Note this API would not be exposed outside of System.Private.CoreLib unless we decide to do so. The runtime loads WinRT components via a different binder than .NET assemblies, so the WinRT component assemblies themselves will be loaded by the WinRT binder, but all assemblies that the WinRT component depends on will be loaded into an isolated AssemblyLoadContext.

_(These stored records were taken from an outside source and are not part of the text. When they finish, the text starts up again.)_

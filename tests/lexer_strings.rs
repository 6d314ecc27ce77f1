use gofront::{tokenize, Error, LexErrorKind, LiteralValue, TokenKind};

fn rune(input: &str) -> char {
    let toks = tokenize(input, "strings.go")
        .unwrap_or_else(|e| panic!("lex failed for {input:?}: {e}"));
    assert_eq!(toks[0].kind, TokenKind::RuneLiteral, "{input:?}");
    toks[0]
        .payload
        .as_ref()
        .and_then(LiteralValue::as_char)
        .unwrap_or_else(|| panic!("{input:?} has no rune payload"))
}

fn string(input: &str) -> (TokenKind, String) {
    let toks = tokenize(input, "strings.go")
        .unwrap_or_else(|e| panic!("lex failed for {input:?}: {e}"));
    let value = toks[0]
        .payload
        .as_ref()
        .and_then(LiteralValue::as_str)
        .unwrap_or_else(|| panic!("{input:?} has no string payload"))
        .to_owned();
    (toks[0].kind, value)
}

fn lex_error(input: &str) -> LexErrorKind {
    match tokenize(input, "strings.go") {
        Err(Error::Lex(e)) => e.kind,
        other => panic!("{input:?}: expected a lexical error, got {other:?}"),
    }
}

#[test]
fn simple_escapes() {
    assert_eq!(rune(r"'\n'"), '\u{0a}');
    assert_eq!(rune(r"'\a'"), '\u{07}');
    assert_eq!(rune(r"'\b'"), '\u{08}');
    assert_eq!(rune(r"'\f'"), '\u{0c}');
    assert_eq!(rune(r"'\r'"), '\r');
    assert_eq!(rune(r"'\t'"), '\t');
    assert_eq!(rune(r"'\v'"), '\u{0b}');
    assert_eq!(rune(r"'\\'"), '\\');
    assert_eq!(rune(r"'\''"), '\'');
    assert_eq!(rune(r#"'\"'"#), '"');
}

#[test]
fn numeric_escapes() {
    assert_eq!(rune(r"'A'"), 'A');
    assert_eq!(rune(r"'\U0001F600'"), '\u{1F600}');
    assert_eq!(rune(r"'\x41'"), 'A');
    assert_eq!(rune(r"'\xff'"), '\u{ff}');
    assert_eq!(rune(r"'\101'"), 'A');
    assert_eq!(rune(r"'\000'"), '\0');
    assert_eq!(rune(r"'\377'"), '\u{ff}');
}

#[test]
fn plain_runes() {
    assert_eq!(rune("'a'"), 'a');
    assert_eq!(rune("'世'"), '世');
    assert_eq!(rune("' '"), ' ');
}

#[test]
fn interpreted_strings_decode_escapes() {
    assert_eq!(
        string(r#""a\tb\n""#),
        (TokenKind::InterpretedStringLiteral, "a\tb\n".to_owned())
    );
    assert_eq!(string(r#""été""#).1, "été");
    assert_eq!(string(r#""say \"hi\"""#).1, "say \"hi\"");
    assert_eq!(string(r#""it\'s""#).1, "it's");
    assert_eq!(string(r#""""#).1, "");
}

#[test]
fn raw_strings_are_verbatim() {
    assert_eq!(
        string(r"`a\nb`"),
        (TokenKind::RawStringLiteral, r"a\nb".to_owned())
    );
    assert_eq!(string("`line1\nline2`").1, "line1\nline2");
    assert_eq!(string("``").1, "");
}

#[test]
fn raw_string_newlines_advance_position() {
    let toks = tokenize("`a\nb` x", "strings.go").unwrap();
    assert_eq!(toks[1].kind, TokenKind::Identifier);
    assert_eq!((toks[1].pos.line, toks[1].pos.column), (2, 4));
}

#[test]
fn code_points_must_be_valid() {
    assert_eq!(lex_error(r#""\ud800""#), LexErrorKind::InvalidCodePoint);
    assert_eq!(lex_error(r#""\uDFFF""#), LexErrorKind::InvalidCodePoint);
    assert_eq!(lex_error(r"'\U00110000'"), LexErrorKind::InvalidCodePoint);
}

#[test]
fn malformed_escapes() {
    assert!(matches!(lex_error(r#""\q""#), LexErrorKind::InvalidEscape(_)));
    assert!(matches!(lex_error(r"'\x4'"), LexErrorKind::InvalidEscape(_)));
    assert!(matches!(lex_error(r"'\u12G4'"), LexErrorKind::InvalidEscape(_)));
    assert!(matches!(lex_error(r"'\12'"), LexErrorKind::InvalidEscape(_)));
    assert_eq!(
        lex_error(r"'\400'"),
        LexErrorKind::InvalidEscape("octal escape value above 255")
    );
}

#[test]
fn runes_hold_exactly_one_character() {
    assert_eq!(lex_error("''"), LexErrorKind::InvalidRune);
    assert_eq!(lex_error("'ab'"), LexErrorKind::InvalidRune);
}

#[test]
fn newline_inside_quoted_literal() {
    assert_eq!(
        lex_error("\"ab\ncd\""),
        LexErrorKind::NewlineInLiteral("string")
    );
    assert_eq!(lex_error("'\n'"), LexErrorKind::NewlineInLiteral("rune"));
}

#[test]
fn unterminated_literals() {
    assert_eq!(
        lex_error("\"abc"),
        LexErrorKind::Unterminated("string literal")
    );
    assert_eq!(
        lex_error("`abc"),
        LexErrorKind::Unterminated("raw string literal")
    );
    assert_eq!(lex_error("'a"), LexErrorKind::Unterminated("rune literal"));
}

#[test]
fn string_error_position() {
    let err = tokenize("x := \"abc", "strings.go").unwrap_err();
    let pos = err.position();
    assert_eq!((pos.line, pos.column), (1, 6));
}
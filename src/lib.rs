//! Go source front end: a character-level lexer with automatic semicolon insertion and a
//! recursive-descent parser for type references, signatures and function declarations.
//!
//! - The lexer pulls UTF-8 from any `BufRead`, one decoded character at a time, and builds exact
//!   literal values (arbitrary-precision integers and rationals, decoded runes and strings).
//! - The parser keeps one token of lookahead and resolves the named/unnamed parameter-list
//!   ambiguity after the whole list is read.
//! - Function bodies are kept as balanced token sequences; `const`, `type` and `var`
//!   declarations are reported as unsupported.

pub mod ast;
pub mod decoder;
pub mod error;
pub mod lexer;
pub mod options;
pub mod parser;
pub mod position;
pub mod token;
pub mod walk;

use std::io::BufRead;
use std::sync::Arc;

// Re-exports for convenience
pub use error::{Diag, DiagKind, Error, LexError, LexErrorKind, Result};
pub use lexer::Lexer;
pub use options::ParseOptions;
pub use parser::Parser;
pub use position::{Position, Span};
pub use token::{LiteralValue, Token, TokenCategory, TokenKind};

use crate::ast::File;

/// Parses a whole Go source file held in memory.
pub fn parse_source(
    src: &str,
    filename: impl Into<Arc<str>>,
    options: ParseOptions,
) -> Result<File> {
    Parser::from_source(src, filename, options)?.parse_file()
}

/// Parses a whole Go source file read from `reader`.
pub fn parse_reader<R: BufRead>(
    reader: R,
    filename: impl Into<Arc<str>>,
    options: ParseOptions,
) -> Result<File> {
    Parser::new(Lexer::new(reader, filename)?, options)?.parse_file()
}

/// Lexes `src` completely, `EndOfFile` token included.
pub fn tokenize(src: &str, filename: impl Into<Arc<str>>) -> Result<Vec<Token>> {
    Lexer::from_source(src, filename)?.collect()
}
/// Parser knobs.
#[derive(Debug, Clone, Copy, PartialEq, Eq)]
pub struct ParseOptions {
    /// Recursion budget before failing with `Error::TooDeep`.
    ///
    /// Every recursive rule entered charges one level: a type, a signature, a parameter list, a
    /// struct or interface body, an expression, an operand. One `func(` of nesting therefore costs
    /// three levels. Block braces count against the same budget.
    pub max_nesting_depth: usize,
}

impl ParseOptions {
    /// Fits every recursion shape in a 2 MiB thread stack, unoptimized builds included.
    pub const DEFAULT_MAX_NESTING_DEPTH: usize = 128;

    #[inline]
    pub fn with_max_nesting_depth(mut self, depth: usize) -> Self {
        self.max_nesting_depth = depth;
        self
    }
}

impl Default for ParseOptions {
    fn default() -> Self {
        Self {
            max_nesting_depth: Self::DEFAULT_MAX_NESTING_DEPTH,
        }
    }
}
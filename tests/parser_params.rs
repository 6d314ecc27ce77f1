mod common;

use common::shape;
use gofront::ast::{ParameterDecl, ParameterDeclList};
use gofront::{Error, ParseOptions, Parser};

fn params(src: &str, names_required: bool) -> Result<ParameterDeclList, Error> {
    Parser::from_source(src, "params.go", ParseOptions::default())?
        .parse_parameter_list(names_required)
}

fn summary(list: &ParameterDeclList) -> Vec<(Option<String>, String, bool, bool)> {
    list.decls
        .iter()
        .map(|p: &ParameterDecl| {
            (
                p.name.as_ref().map(|n| n.name.clone()),
                p.ty.to_string(),
                p.type_was_inferred,
                p.variadic,
            )
        })
        .collect()
}

fn named(name: &str, ty: &str, inferred: bool) -> (Option<String>, String, bool, bool) {
    (Some(name.to_owned()), ty.to_owned(), inferred, false)
}

fn unnamed(ty: &str) -> (Option<String>, String, bool, bool) {
    (None, ty.to_owned(), false, false)
}

#[test]
fn names_propagate_right_to_left() {
    let list = params("(a, b int, c string)", false).unwrap();
    assert_eq!(
        summary(&list),
        vec![
            named("a", "int", true),
            named("b", "int", false),
            named("c", "string", false)
        ]
    );
    assert!(list.is_named());
}

#[test]
fn unnamed_types() {
    let list = params("(int, string)", false).unwrap();
    assert_eq!(summary(&list), vec![unnamed("int"), unnamed("string")]);
    assert!(!list.is_named());

    let list = params("(int)", false).unwrap();
    assert_eq!(summary(&list), vec![unnamed("int")]);

    let list = params("(io.Reader, []byte, *T, func())", false).unwrap();
    assert_eq!(list.len(), 4);
    assert!(list.decls.iter().all(|p| p.name.is_none()));
}

#[test]
fn qualified_types_after_names() {
    let list = params("(r io.Reader, w, x pkg.T)", false).unwrap();
    assert_eq!(
        summary(&list),
        vec![
            named("r", "io.Reader", false),
            named("w", "pkg.T", true),
            named("x", "pkg.T", false)
        ]
    );
}

#[test]
fn empty_and_trailing_comma() {
    assert!(params("()", true).unwrap().is_empty());
    let list = params("(a int,\n\tb string,\n)", false).unwrap();
    assert_eq!(
        summary(&list),
        vec![named("a", "int", false), named("b", "string", false)]
    );
}

#[test]
fn variadic_parameters() {
    let list = params("(format string, args ...any)", true).unwrap();
    assert_eq!(
        summary(&list),
        vec![
            named("format", "string", false),
            (Some("args".into()), "any".into(), false, true)
        ]
    );
    assert_eq!(list.to_string(), "(format string, args ...any)");

    let list = params("(int, ...string)", false).unwrap();
    assert_eq!(
        summary(&list),
        vec![unnamed("int"), (None, "string".into(), false, true)]
    );
}

#[test]
fn only_the_final_parameter_may_be_variadic() {
    let err = params("(a ...int, b string)", false).unwrap_err();
    assert!(err.to_string().contains("only the final parameter may be variadic"), "{err}");
}

#[test]
fn mixed_named_and_unnamed_is_rejected() {
    for src in ["(a int, []string)", "(a int, b)", "(a, *T, b int)"] {
        let err = params(src, false).unwrap_err();
        assert!(
            err.to_string().contains("mixed named and unnamed parameters"),
            "{src}: {err}"
        );
        assert!(!err.is_internal());
    }
}

#[test]
fn names_required_context() {
    let err = params("(int, string)", true).unwrap_err();
    assert!(err.to_string().contains("parameter names are required"), "{err}");
    assert!(params("(a, b int)", true).is_ok());
}

#[test]
fn parenthesized_identifier_is_a_type_not_a_name() {
    let err = params("((a) int)", false).unwrap_err();
    assert!(matches!(err, Error::Syntax { .. }), "{err:?}");
}

#[test]
fn printing_reparses_to_the_same_list() {
    for src in [
        "(a, b int, c string)",
        "(int, string)",
        "(ch <-chan int, done chan struct{})",
        "(f func(int) (int, error), xs ...[]byte)",
    ] {
        let first = params(src, false).unwrap();
        let printed = first.to_string();
        let second = params(&printed, false).unwrap();
        assert_eq!(summary(&first), summary(&second), "{src} -> {printed}");
        assert_eq!(shape(&first), shape(&second), "{src} -> {printed}");
        assert_eq!(printed, second.to_string());
    }
}

#[test]
fn signatures() {
    let mut p = Parser::from_source(
        "(x int) (n int, err error)",
        "params.go",
        ParseOptions::default(),
    )
    .unwrap();
    let sig = p.parse_signature(true).unwrap();
    assert_eq!(sig.args.len(), 1);
    let results = sig.results.expect("results");
    assert_eq!(results.len(), 2);
    assert!(results.is_named());

    let mut p = Parser::from_source("() error {", "params.go", ParseOptions::default()).unwrap();
    let sig = p.parse_signature(true).unwrap();
    assert_eq!(sig.to_string(), "() error");
    assert_eq!(p.peek().kind, gofront::TokenKind::LBrace);

    // Result lists never require names, even when arguments do.
    let mut p =
        Parser::from_source("(x int) (int, error)", "params.go", ParseOptions::default()).unwrap();
    let sig = p.parse_signature(true).unwrap();
    let results = sig.results.expect("results");
    assert_eq!(results.len(), 2);
    assert!(!results.is_named());
}
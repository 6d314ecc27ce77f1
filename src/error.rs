use thiserror::Error;

use crate::position::Position;

pub type Result<T, E = Error> = std::result::Result<T, E>;

#[derive(Debug, Clone, Copy, PartialEq, Eq)]
pub enum DiagKind {
    Lex,
    Syntax,
    Internal,
    Unsupported,
}

/// Flattened form of an [`Error`] for reporting.
#[derive(Debug, Clone, PartialEq, Eq)]
pub struct Diag {
    pub kind: DiagKind,
    pub pos: Position,
    pub message: String,
}

#[derive(Debug, Error, Clone, PartialEq, Eq)]
pub enum LexErrorKind {
    #[error("invalid UTF-8 encoding")]
    InvalidUtf8,
    #[error("invalid NUL character")]
    NulCharacter,
    #[error("invalid character {0:?}")]
    InvalidCharacter(char),
    #[error("invalid numeric literal: {0}")]
    InvalidNumber(&'static str),
    #[error("invalid escape sequence: {0}")]
    InvalidEscape(&'static str),
    #[error("escape sequence is an invalid Unicode code point")]
    InvalidCodePoint,
    #[error("newline in {0} literal")]
    NewlineInLiteral(&'static str),
    #[error("unterminated {0}")]
    Unterminated(&'static str),
    #[error("rune literal must contain exactly one character")]
    InvalidRune,
    #[error("read failed: {0}")]
    Read(String),
}

#[derive(Debug, Error, Clone, PartialEq, Eq)]
#[error("{pos}: {kind}")]
pub struct LexError {
    pub kind: LexErrorKind,
    pub pos: Position,
}

impl LexError {
    #[inline]
    pub fn new(kind: LexErrorKind, pos: Position) -> Self {
        Self { kind, pos }
    }

    #[inline]
    pub fn diag(&self) -> Diag {
        Diag {
            kind: DiagKind::Lex,
            pos: self.pos.clone(),
            message: self.kind.to_string(),
        }
    }
}

/// Every failure the lexer and parser can report. The first one aborts the parse.
#[derive(Debug, Error, Clone, PartialEq, Eq)]
pub enum Error {
    #[error(transparent)]
    Lex(#[from] LexError),

    /// The lookahead token is not one the current rule accepts.
    #[error("{pos}: syntax error: {message}")]
    Syntax { pos: Position, message: String },

    /// A defect in the lexer or parser, not in the input.
    #[error("{pos}: internal error: {message}")]
    Internal { pos: Position, message: String },

    /// A top-level `const`, `type` or `var` declaration.
    #[error("{pos}: unsupported declaration `{keyword}`")]
    Unsupported { pos: Position, keyword: &'static str },

    #[error("{pos}: nesting depth exceeds {limit}")]
    TooDeep { pos: Position, limit: usize },
}

impl Error {
    pub(crate) fn syntax(pos: &Position, message: impl Into<String>) -> Self {
        Error::Syntax {
            pos: pos.clone(),
            message: message.into(),
        }
    }

    pub(crate) fn internal(pos: &Position, message: impl Into<String>) -> Self {
        Error::Internal {
            pos: pos.clone(),
            message: message.into(),
        }
    }

    pub fn position(&self) -> &Position {
        match self {
            Error::Lex(e) => &e.pos,
            Error::Syntax { pos, .. }
            | Error::Internal { pos, .. }
            | Error::Unsupported { pos, .. }
            | Error::TooDeep { pos, .. } => pos,
        }
    }

    #[inline]
    pub fn is_internal(&self) -> bool {
        matches!(self, Error::Internal { .. })
    }

    pub fn kind(&self) -> DiagKind {
        match self {
            Error::Lex(_) => DiagKind::Lex,
            Error::Syntax { .. } | Error::TooDeep { .. } => DiagKind::Syntax,
            Error::Internal { .. } => DiagKind::Internal,
            Error::Unsupported { .. } => DiagKind::Unsupported,
        }
    }

    pub fn diag(&self) -> Diag {
        match self {
            Error::Lex(e) => e.diag(),
            Error::Syntax { message, .. } | Error::Internal { message, .. } => Diag {
                kind: self.kind(),
                pos: self.position().clone(),
                message: message.clone(),
            },
            Error::Unsupported { keyword, .. } => Diag {
                kind: DiagKind::Unsupported,
                pos: self.position().clone(),
                message: format!("`{keyword}` declarations are not supported"),
            },
            Error::TooDeep { limit, .. } => Diag {
                kind: DiagKind::Syntax,
                pos: self.position().clone(),
                message: format!("nesting depth exceeds {limit}"),
            },
        }
    }
}
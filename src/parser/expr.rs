use std::io::BufRead;

use super::Parser;
use crate::ast::{BasicLit, Expr};
use crate::error::{Error, Result};
use crate::token::TokenKind;

/// Binary operator precedence, 5 binds tightest.
const fn binary_precedence(kind: TokenKind) -> Option<u8> {
    use TokenKind::*;
    match kind {
        LogicOrOp => Some(1),
        LogicAndOp => Some(2),
        EqOp | NeqOp | LtOp | LteOp | GtOp | GteOp => Some(3),
        AddOp | SubOp | BitOrOp | BitXorOp => Some(4),
        MulOp | DivOp | ModOp | ShlOp | ShrOp | BitAndOp | BitClearOp => Some(5),
        _ => None,
    }
}

const fn is_unary_op(kind: TokenKind) -> bool {
    use TokenKind::*;
    matches!(
        kind,
        AddOp | SubOp | LogicNotOp | BitXorOp | MulOp | BitAndOp | ChanOp
    )
}

impl<R: BufRead> Parser<R> {
    /// Constant-style expression: operands, selectors, calls, unary and binary operators.
    pub fn parse_expr(&mut self) -> Result<Expr> {
        self.nested(|p| p.parse_binary_expr(1))
    }

    fn parse_binary_expr(&mut self, min_prec: u8) -> Result<Expr> {
        let mut lhs = self.parse_unary_expr()?;
        while let Some(prec) = binary_precedence(self.peek.kind) {
            if prec < min_prec {
                break;
            }
            self.advance()?;
            let op = self.tok.kind;
            let rhs = self.nested(|p| p.parse_binary_expr(prec + 1))?;
            lhs = Expr::Binary {
                op,
                lhs: Box::new(lhs),
                rhs: Box::new(rhs),
            };
        }
        Ok(lhs)
    }

    fn parse_unary_expr(&mut self) -> Result<Expr> {
        if !is_unary_op(self.peek.kind) {
            return self.parse_primary_expr();
        }
        self.advance()?;
        let begin = self.tok.pos.clone();
        let op = self.tok.kind;
        let operand = self.nested(Self::parse_unary_expr)?;
        Ok(Expr::Unary {
            begin,
            op,
            operand: Box::new(operand),
        })
    }

    fn parse_operand(&mut self) -> Result<Expr> {
        match self.peek.kind {
            TokenKind::Identifier => Ok(Expr::Ident(self.parse_identifier()?)),
            TokenKind::LParen => {
                self.advance()?;
                let begin = self.tok.pos.clone();
                let inner = self.parse_expr()?;
                self.require("expected ')' to close expression", &[TokenKind::RParen])?;
                Ok(Expr::Paren {
                    begin,
                    inner: Box::new(inner),
                    end: self.tok.end(),
                })
            }
            kind if kind.is_literal() => {
                self.advance()?;
                let value = self.tok.payload.clone().ok_or_else(|| {
                    Error::internal(&self.tok.pos, "literal token without a value")
                })?;
                Ok(Expr::BasicLit(BasicLit {
                    pos: self.tok.pos.clone(),
                    kind,
                    raw: self.tok.text().to_owned(),
                    value,
                }))
            }
            _ => Err(self.unexpected("expected expression")),
        }
    }

    fn parse_primary_expr(&mut self) -> Result<Expr> {
        self.nested(Self::primary_expr_inner)
    }

    fn primary_expr_inner(&mut self) -> Result<Expr> {
        let mut expr = self.parse_operand()?;
        loop {
            if self.consume_if(TokenKind::Dot)? {
                let sel = self.parse_identifier_or("expected selector after '.'")?;
                expr = Expr::Selector {
                    base: Box::new(expr),
                    sel,
                };
            } else if self.consume_if(TokenKind::LParen)? {
                let mut args = Vec::new();
                while !self.peek_is(TokenKind::RParen) {
                    args.push(self.parse_expr()?);
                    if !self.consume_if(TokenKind::Comma)? {
                        break;
                    }
                }
                self.require("expected ',' or ')' in call", &[TokenKind::RParen])?;
                expr = Expr::Call {
                    func: Box::new(expr),
                    args,
                    end: self.tok.end(),
                };
            } else {
                break;
            }
        }
        Ok(expr)
    }
}
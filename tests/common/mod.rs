//! Position-blind tree shapes for comparing a parse with the parse of its printed form.

#![allow(dead_code)]

use gofront::ast::{
    Block, Expr, FieldGroup, FuncOrMethodDecl, Ident, Import, ImportName, InterfaceElem,
    ParameterDecl, TypeRef,
};
use gofront::walk::{Visitor, Walk, WalkChildren};
use gofront::TokenKind;

/// One line per node in walk order: variant, names, flags and literal values, never positions.
#[derive(Debug, Default)]
pub struct Shape(pub Vec<String>);

pub fn shape<'ast, T: Walk<'ast> + ?Sized>(node: &'ast T) -> Vec<String> {
    let mut s = Shape::default();
    node.walk(&mut s);
    s.0
}

fn field(g: &FieldGroup) -> String {
    let tag = g.tag.as_ref().map(|t| t.value.as_str());
    format!("field names={} tag={tag:?}", g.names.len())
}

impl<'ast> Visitor<'ast> for Shape {
    fn visit_import(&mut self, i: &'ast Import) {
        let name = match &i.name {
            None => "-".to_owned(),
            Some(ImportName::Dot(_)) => ".".to_owned(),
            Some(ImportName::Blank(_)) => "_".to_owned(),
            Some(ImportName::Named(id)) => id.name.clone(),
        };
        self.0.push(format!("import {name} {:?}", i.path.value));
    }

    fn visit_func(&mut self, f: &'ast FuncOrMethodDecl) {
        self.0.push(format!(
            "func method={} body={}",
            f.is_method(),
            f.body.is_some()
        ));
        f.walk_children(self);
    }

    fn visit_param(&mut self, p: &'ast ParameterDecl) {
        self.0.push(format!(
            "param named={} inferred={} variadic={}",
            p.name.is_some(),
            p.type_was_inferred,
            p.variadic
        ));
        p.walk_children(self);
    }

    fn visit_signature(&mut self, s: &'ast gofront::ast::FunctionSignature) {
        self.0.push(format!(
            "sig args={} results={:?}",
            s.args.len(),
            s.results.as_ref().map(|r| r.len())
        ));
        s.walk_children(self);
    }

    fn visit_type_ref(&mut self, t: &'ast TypeRef) {
        let line = match t {
            TypeRef::Named(n) => format!("named qualified={}", n.package.is_some()),
            TypeRef::Array { .. } => "array".to_owned(),
            TypeRef::Slice { .. } => "slice".to_owned(),
            TypeRef::EllipsisArray { .. } => "ellipsis-array".to_owned(),
            TypeRef::Struct { fields, .. } => {
                let fields: Vec<_> = fields.iter().map(field).collect();
                format!("struct [{}]", fields.join(", "))
            }
            TypeRef::Pointer { .. } => "pointer".to_owned(),
            TypeRef::Func { .. } => "func".to_owned(),
            TypeRef::Interface { elems, .. } => {
                let elems: Vec<_> = elems
                    .iter()
                    .map(|e| match e {
                        InterfaceElem::Method(_) => "method",
                        InterfaceElem::Embedded(_) => "embedded",
                    })
                    .collect();
                format!("interface [{}]", elems.join(", "))
            }
            TypeRef::Map { .. } => "map".to_owned(),
            TypeRef::Chan { dir, .. } => format!("chan {dir:?}"),
        };
        self.0.push(line);
        t.walk_children(self);
    }

    fn visit_expr(&mut self, e: &'ast Expr) {
        let line = match e {
            Expr::Ident(_) => "ident".to_owned(),
            Expr::BasicLit(lit) => format!("lit {:?} {:?}", lit.kind, lit.value),
            Expr::Selector { .. } => "selector".to_owned(),
            Expr::Paren { .. } => "paren".to_owned(),
            Expr::Unary { op, .. } => format!("unary {op:?}"),
            Expr::Binary { op, .. } => format!("binary {op:?}"),
            Expr::Call { args, .. } => format!("call {}", args.len()),
        };
        self.0.push(line);
        e.walk_children(self);
    }

    // Elided and explicit semicolons print alike, so only their kind is kept.
    fn visit_block(&mut self, b: &'ast Block) {
        let toks: Vec<_> = b
            .tokens
            .iter()
            .map(|t| match t.kind {
                TokenKind::Semicolon => ";".to_owned(),
                _ => format!("{:?}:{}", t.kind, t.text()),
            })
            .collect();
        self.0.push(format!("block {}", toks.join(" ")));
    }

    fn visit_ident(&mut self, i: &'ast Ident) {
        self.0.push(format!("ident {}", i.name));
    }
}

To match the user-visible architecture of native WinRT Activation, when building a Windows Metadata component (winmdobj), we will copy the winrthost to the user's output directory and rename it to be the same name as the .winmd but with a .dll extension. For example, if the user creates a project MyComponent and is building a Windows Metadata component, we will copy the winrthost to the output directory for MyComponent and rename it to be MyComponent.dll. From a user's perspective, they will activate WinRT objects via MyComponent.dll, the same as if the component was a native WinRT component.

Error reporting

If the runtime activation fails, we want to ensure that the user can diagnose the failure. However, we don't want to write directly to the stderr of a process that we don't own. So, we will redirect the trace stream to point to a local stream. In the case of failure to activate the runtime, we will report the error code via RoOriginateErrorW, which will present the user with the error according to the error reporting flags they have set via RoSetErrorReportingFlags.

Open issues

  • The tool that converts the .winmdobj to a .winmd, WinMDExp, is only available in Desktop MSBuild and is not available in the .NET Core MSBuild distribution. Additionally, WinMDExp only supports full PDBs and will fail if given portable PDBs.
  • To build a .winmdobj, the user will need to reference a contract assembly that includes the Windows.Foundation namespace. There are new packages that expose these contract assemblies, but we should ensure that these contract assemblies will be released by the time that we finalize our Managed WinRT Component support.
  • Writing unit tests for the WinRT host without modifying system-global state requires the new Reg-Free WinRT support, which is Windows 10 19H1 only.